> **AIM OF THE EXERCISE**: Search the entries for the word "HashMap" and return every line where it is found.

Saved entries:
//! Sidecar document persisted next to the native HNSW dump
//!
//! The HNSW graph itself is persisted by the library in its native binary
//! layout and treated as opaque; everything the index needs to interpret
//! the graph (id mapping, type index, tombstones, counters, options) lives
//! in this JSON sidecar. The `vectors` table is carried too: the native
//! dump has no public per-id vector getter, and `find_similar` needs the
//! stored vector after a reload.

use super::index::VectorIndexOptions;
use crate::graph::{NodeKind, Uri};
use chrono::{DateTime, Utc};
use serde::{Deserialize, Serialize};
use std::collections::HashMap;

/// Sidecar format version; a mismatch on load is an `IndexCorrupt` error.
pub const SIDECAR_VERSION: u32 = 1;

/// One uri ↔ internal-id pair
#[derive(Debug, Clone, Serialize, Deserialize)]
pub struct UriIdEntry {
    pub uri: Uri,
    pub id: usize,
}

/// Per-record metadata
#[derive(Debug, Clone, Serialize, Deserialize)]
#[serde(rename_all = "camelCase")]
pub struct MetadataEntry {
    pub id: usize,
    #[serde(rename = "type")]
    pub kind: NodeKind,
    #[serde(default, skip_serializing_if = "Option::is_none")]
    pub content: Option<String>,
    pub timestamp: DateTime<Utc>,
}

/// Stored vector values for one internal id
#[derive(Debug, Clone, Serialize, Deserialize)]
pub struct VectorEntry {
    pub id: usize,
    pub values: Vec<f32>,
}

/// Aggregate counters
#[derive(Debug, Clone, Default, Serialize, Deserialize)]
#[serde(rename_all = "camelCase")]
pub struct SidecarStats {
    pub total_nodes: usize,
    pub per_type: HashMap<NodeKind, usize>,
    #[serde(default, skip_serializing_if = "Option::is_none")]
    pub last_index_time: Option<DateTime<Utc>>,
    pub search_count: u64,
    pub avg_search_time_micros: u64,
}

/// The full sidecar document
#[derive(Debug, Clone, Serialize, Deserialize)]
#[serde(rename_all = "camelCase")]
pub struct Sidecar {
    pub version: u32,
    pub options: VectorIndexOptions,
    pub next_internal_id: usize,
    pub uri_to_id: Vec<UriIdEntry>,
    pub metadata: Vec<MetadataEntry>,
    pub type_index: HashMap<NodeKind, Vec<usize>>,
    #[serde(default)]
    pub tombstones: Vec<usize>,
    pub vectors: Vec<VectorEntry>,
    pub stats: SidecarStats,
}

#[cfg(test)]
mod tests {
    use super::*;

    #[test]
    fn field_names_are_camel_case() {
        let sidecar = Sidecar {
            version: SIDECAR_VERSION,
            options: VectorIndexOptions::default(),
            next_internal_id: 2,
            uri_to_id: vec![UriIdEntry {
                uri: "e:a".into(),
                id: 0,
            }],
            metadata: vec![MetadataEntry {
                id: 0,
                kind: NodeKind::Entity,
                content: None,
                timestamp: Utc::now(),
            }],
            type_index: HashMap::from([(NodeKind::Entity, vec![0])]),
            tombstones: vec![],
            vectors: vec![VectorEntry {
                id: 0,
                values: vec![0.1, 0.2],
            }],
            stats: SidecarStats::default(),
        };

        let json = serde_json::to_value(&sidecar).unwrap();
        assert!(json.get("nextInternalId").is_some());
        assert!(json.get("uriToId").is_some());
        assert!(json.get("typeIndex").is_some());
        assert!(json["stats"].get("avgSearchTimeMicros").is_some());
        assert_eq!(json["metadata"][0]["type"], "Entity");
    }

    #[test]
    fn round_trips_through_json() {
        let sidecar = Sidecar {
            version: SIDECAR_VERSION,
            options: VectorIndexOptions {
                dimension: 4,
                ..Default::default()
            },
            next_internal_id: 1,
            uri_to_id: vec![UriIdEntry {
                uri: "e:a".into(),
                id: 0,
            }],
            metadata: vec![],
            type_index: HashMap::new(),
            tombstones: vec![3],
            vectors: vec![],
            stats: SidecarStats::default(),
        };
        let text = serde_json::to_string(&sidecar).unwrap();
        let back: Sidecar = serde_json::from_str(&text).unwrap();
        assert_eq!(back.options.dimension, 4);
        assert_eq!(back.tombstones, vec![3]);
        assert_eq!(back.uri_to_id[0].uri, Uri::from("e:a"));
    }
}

> **FINISHED TASK**:
use std::collections::HashMap;
    pub per_type: HashMap<NodeKind, usize>,
    pub type_index: HashMap<NodeKind, Vec<usize>>,
            type_index: HashMap::from([(NodeKind::Entity, vec![0])]),
            type_index: HashMap::new(),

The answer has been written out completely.